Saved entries
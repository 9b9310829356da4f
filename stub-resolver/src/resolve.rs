use std::net::{Ipv4Addr, Ipv6Addr, SocketAddr};
use std::time::Duration;

use bytes::BytesMut;
use dns::{DnsError, NameQuery, Query, ResourceRecord};
use thiserror::Error;
use tokio::net::UdpSocket;
use tokio::time::Instant;

// https://datatracker.ietf.org/doc/html/rfc1035#section-4.2.1
//
// Messages carried by UDP are restricted to 512 bytes, the buffer leaves room
// for servers that ignore that.
const MAX_RESPONSE_SIZE: usize = 1024;

#[derive(Debug, Error)]
pub enum ResolveError {
    #[error(transparent)]
    Dns(#[from] DnsError),

    #[error("io error: {0}")]
    Io(#[from] std::io::Error),

    #[error("no response within {0:?}")]
    Timeout(Duration),
}

/// Sends queries to one server over a UDP socket and waits for the matching
/// response, one query at a time.
pub struct Resolver {
    sock: UdpSocket,
    server_addr: SocketAddr,
    timeout: Option<Duration>,
}

impl Resolver {
    pub async fn bind(server_addr: SocketAddr, timeout: Option<Duration>) -> std::io::Result<Self> {
        let local_addr = match server_addr {
            SocketAddr::V4(_) => SocketAddr::from((Ipv4Addr::UNSPECIFIED, 0)),
            SocketAddr::V6(_) => SocketAddr::from((Ipv6Addr::UNSPECIFIED, 0)),
        };
        let sock = UdpSocket::bind(local_addr).await?;

        Ok(Self {
            sock,
            server_addr,
            timeout,
        })
    }

    pub async fn resolve(&self, name_query: NameQuery) -> Result<Vec<ResourceRecord>, ResolveError> {
        let query = dns::encode_request(name_query)?;
        let name_query = query.name_query();
        tracing::debug!("resolving {} {}, id: {}", name_query.q_type, name_query.name, query.id());

        let send_size = self.sock.send_to(query.request_bytes(), self.server_addr).await?;
        tracing::debug!(server = %self.server_addr, send_size, "sent udp query");

        // 整个等待过程共用一个截止时间
        let deadline = self.timeout.map(|t| Instant::now() + t);
        let mut resp_buf = BytesMut::with_capacity(MAX_RESPONSE_SIZE);

        loop {
            resp_buf.clear();
            let (response_size, from) = self.recv(&mut resp_buf, deadline).await?;
            let response_bytes = &resp_buf[0..response_size];
            tracing::debug!("received udp response from {}, length: {}, {:?}", from, response_size, response_bytes);

            if from != self.server_addr {
                tracing::warn!(expected = %self.server_addr, received_from = %from, "udp response from unexpected source");
            }

            match accept(&query, response_bytes) {
                Ok(records) => {
                    tracing::debug!("received udp response has {} answers", records.len());
                    return Ok(records);
                }
                Err(e) if e.is_terminal() => return Err(e.into()),
                Err(e) => {
                    tracing::warn!(error = %e, "discarding datagram, waiting for the next one");
                }
            }
        }
    }

    async fn recv(&self, buf: &mut BytesMut, deadline: Option<Instant>) -> Result<(usize, SocketAddr), ResolveError> {
        let received = match (deadline, self.timeout) {
            (Some(deadline), Some(timeout)) => tokio::time::timeout_at(deadline, self.sock.recv_buf_from(buf))
                .await
                .map_err(|_| ResolveError::Timeout(timeout))??,
            _ => self.sock.recv_buf_from(buf).await?,
        };

        Ok(received)
    }
}

fn accept(query: &Query, response: &[u8]) -> dns::Result<Vec<ResourceRecord>> {
    let resp = query.check_response(response)?;
    resp.answer_records()
}

#[cfg(test)]
mod tests {
    use super::*;
    use dns::{QType, Rcode};

    // A 1.2.3.4, name points at the question
    const A_RECORD: &[u8] = &[0xc0, 12, 0, 1, 0, 1, 0, 0, 0x0e, 0x10, 0, 4, 1, 2, 3, 4];

    fn reply(request: &[u8], flags2: u8, records: &[&[u8]]) -> Vec<u8> {
        let mut bytes = request.to_vec();
        bytes[2] |= 0x80;
        bytes[3] = flags2;
        bytes[7] = records.len() as u8;
        for record in records {
            bytes.extend_from_slice(record);
        }
        bytes
    }

    async fn fake_server() -> (UdpSocket, SocketAddr) {
        let sock = UdpSocket::bind("127.0.0.1:0").await.unwrap();
        let addr = sock.local_addr().unwrap();
        (sock, addr)
    }

    #[tokio::test]
    async fn test_resolve_skips_strays() {
        let (server, server_addr) = fake_server().await;
        let resolver = Resolver::bind(server_addr, Some(Duration::from_secs(5))).await.unwrap();

        let task = tokio::spawn(async move {
            let mut buf = [0u8; 512];
            let (n, client) = server.recv_from(&mut buf).await.unwrap();
            let request = &buf[..n];

            let mut wrong_id = reply(request, 0, &[A_RECORD]);
            wrong_id[1] = 9;
            server.send_to(&wrong_id, client).await.unwrap();

            let mut bad_record = reply(request, 0, &[A_RECORD]);
            bad_record[request.len() + 3] = 99;
            server.send_to(&bad_record, client).await.unwrap();

            server.send_to(&reply(request, 0, &[A_RECORD, A_RECORD]), client).await.unwrap();
        });

        let records = resolver.resolve(NameQuery::a_record("z.cn")).await.unwrap();
        assert_eq!(2, records.len());
        assert_eq!("z.cn", records[0].domain);
        assert_eq!(3600, records[0].ttl);
        assert_eq!("1.2.3.4", records[1].rdata.to_string());

        task.await.unwrap();
    }

    #[tokio::test]
    async fn test_resolve_name_error() {
        let (server, server_addr) = fake_server().await;
        let resolver = Resolver::bind(server_addr, Some(Duration::from_secs(5))).await.unwrap();

        tokio::spawn(async move {
            let mut buf = [0u8; 512];
            let (n, client) = server.recv_from(&mut buf).await.unwrap();
            server.send_to(&reply(&buf[..n], 0x03, &[]), client).await.unwrap();
        });

        let ret = resolver.resolve(NameQuery::new("qwertyuiop.cn", QType::Txt)).await;
        assert!(matches!(
            ret,
            Err(ResolveError::Dns(DnsError::ServerReportedError(Rcode::NameError)))
        ));
    }

    #[tokio::test]
    async fn test_resolve_question_mismatch() {
        let (server, server_addr) = fake_server().await;
        let resolver = Resolver::bind(server_addr, Some(Duration::from_secs(5))).await.unwrap();

        tokio::spawn(async move {
            let mut buf = [0u8; 512];
            let (n, client) = server.recv_from(&mut buf).await.unwrap();
            let mut bytes = reply(&buf[..n], 0, &[A_RECORD]);
            bytes[13] = b'x';
            server.send_to(&bytes, client).await.unwrap();
        });

        let ret = resolver.resolve(NameQuery::a_record("z.cn")).await;
        assert!(matches!(ret, Err(ResolveError::Dns(DnsError::QuestionMismatch))));
    }

    #[tokio::test]
    async fn test_resolve_timeout() {
        let (_server, server_addr) = fake_server().await;
        let resolver = Resolver::bind(server_addr, Some(Duration::from_millis(100))).await.unwrap();

        let ret = resolver.resolve(NameQuery::a_record("z.cn")).await;
        assert!(matches!(ret, Err(ResolveError::Timeout(_))));
    }

    #[tokio::test]
    async fn test_invalid_name_is_not_sent() {
        let (server, server_addr) = fake_server().await;
        let resolver = Resolver::bind(server_addr, None).await.unwrap();

        let ret = resolver.resolve(NameQuery::a_record("z..cn")).await;
        assert!(matches!(ret, Err(ResolveError::Dns(DnsError::InvalidName { .. }))));

        let mut buf = [0u8; 512];
        let nothing = tokio::time::timeout(Duration::from_millis(50), server.recv_from(&mut buf)).await;
        assert!(nothing.is_err());
    }
}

Task directions | Search the entries for the word "UdpSocket", then gather every line that has it.

Task solution |
use tokio::net::UdpSocket;
    sock: UdpSocket,
        let sock = UdpSocket::bind(local_addr).await?;
    async fn fake_server() -> (UdpSocket, SocketAddr) {
        let sock = UdpSocket::bind("127.0.0.1:0").await.unwrap();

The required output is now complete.